Records from a collection:
--------------------

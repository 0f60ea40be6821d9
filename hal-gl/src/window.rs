//! Device creation on a glutin window.
use crate::api::{GlApi, NativeGl};
use crate::device::{Device, DeviceConfig};
use crate::swapchain::Swapchain;
use config::Config;
use glutin::{GlContext, GlWindow};
use octoon_hal::{DeviceType, Error, Result, SwapchainDesc};
use std::fmt;
use std::os::raw::c_void;
use std::rc::Rc;
use winit::{EventsLoop, WindowBuilder};

/// Default framebuffer of a glutin window.
pub struct GlutinSwapchain {
    window: Rc<GlWindow>,
    swap_interval: u32,
}

impl fmt::Debug for GlutinSwapchain {
    fn fmt(&self, f: &mut fmt::Formatter) -> fmt::Result {
        write!(f, "GlutinSwapchain {{..}}")
    }
}

impl GlutinSwapchain {
    pub fn window(&self) -> &Rc<GlWindow> {
        &self.window
    }
}

impl Swapchain for GlutinSwapchain {
    fn set_active(&self, active: bool) -> bool {
        // glutin cannot release a context, only switch to another one
        if !active {
            return true;
        }
        match unsafe { self.window.make_current() } {
            Ok(()) => true,
            Err(e) => {
                error!("could not make the window context current: {:?}", e);
                false
            }
        }
    }

    fn is_active(&self) -> bool {
        self.window.is_current()
    }

    fn desc(&self) -> SwapchainDesc {
        let dpi = self.window.get_hidpi_factor();
        let (width, height) = self
            .window
            .get_inner_size()
            .map_or((0, 0), |size| size.to_physical(dpi).into());
        SwapchainDesc {
            width,
            height,
            swap_interval: self.swap_interval,
            ..Default::default()
        }
    }

    fn present(&self) {
        if let Err(e) = self.window.swap_buffers() {
            error!("swap_buffers failed: {:?}", e);
        }
    }
}

/// Opens a core-profile window, loads the entry points and creates the device on it.
pub fn create_device_and_window(
    cfg: &Config,
    events_loop: &EventsLoop,
    window_builder: WindowBuilder,
) -> Result<(Device, Rc<GlutinSwapchain>)> {
    let config = DeviceConfig::from_config(cfg)?;
    let version = match config.device.device_type {
        DeviceType::OpenGL33 => glutin::GlRequest::Specific(glutin::Api::OpenGl, (3, 3)),
        DeviceType::OpenGL45 => glutin::GlRequest::Latest,
    };
    let context_builder = glutin::ContextBuilder::new()
        .with_gl_profile(glutin::GlProfile::Core)
        .with_gl_debug_flag(config.device.debug_control)
        .with_vsync(config.swap_interval > 0)
        .with_srgb(true)
        .with_gl(version);

    let window = GlWindow::new(window_builder, context_builder, events_loop).map_err(|e| {
        error!("unable to create the window: {:?}", e);
        Error::NativeAllocation("window")
    })?;
    let window = Rc::new(window);
    let swapchain = Rc::new(GlutinSwapchain {
        window: window.clone(),
        swap_interval: config.swap_interval,
    });
    if !swapchain.set_active(true) {
        return Err(Error::InvalidState("swapchain could not be made current"));
    }

    let gl: Rc<dyn GlApi> = Rc::new(NativeGl::load_with(|symbol| {
        window.get_proc_address(symbol) as *const c_void
    }));
    let device = Device::new(gl, config.device)?;
    Ok((device, swapchain))
}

--------------------

◆ What you are asked to do:
Wherever "true" occurs in the entries above, copy the line it sits on.

◆ Your response:
            return true;
            Ok(()) => true,
        .with_srgb(true)
    if !swapchain.set_active(true) {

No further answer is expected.